Work instruction:
Your response should contain every line from the data below that holds the string "AppServices".

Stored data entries
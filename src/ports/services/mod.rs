mod file_service;

pub use file_service::FileService;
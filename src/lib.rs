pub mod adapters;
pub mod app;
pub mod domain;
pub mod ports;
pub mod services;

// Re-export key types for convenience

// Domain types - core entities and value objects
pub use domain::{
    KeyPrefix,
    ObjectContent,
    // Value objects
    ObjectKey,
    // Errors
    StorageError,
    StorageResult,
    // Models
    StoredObject,
    UploadRequest,
    ValidationError,
};

// Port types - interfaces for external systems
pub use ports::{FileService, ObjectStore};

// Service implementations
pub use services::{FileServiceImpl, RetryPolicy};

// Application factory and configuration
pub use app::{
    AppBuilder, AppConfig, AppError, AppServices, StorageBackend, create_in_memory_app,
    create_s3_app,
};

// Adapter types - infrastructure implementations
pub use adapters::outbound::storage::{ObjectStoreAdapter, S3Settings};

// Public facade for easy construction
pub mod prelude {
    pub use crate::{
        AppBuilder, AppServices, FileService, FileServiceImpl, KeyPrefix, ObjectKey, ObjectStore,
        ObjectStoreAdapter, RetryPolicy, S3Settings, create_in_memory_app, create_s3_app,
    };
}
mod object_store;

pub use object_store::ObjectStore;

Solution for this exercise:
    AppBuilder, AppConfig, AppError, AppServices, StorageBackend, create_in_memory_app,
        AppBuilder, AppServices, FileService, FileServiceImpl, KeyPrefix, ObjectKey, ObjectStore,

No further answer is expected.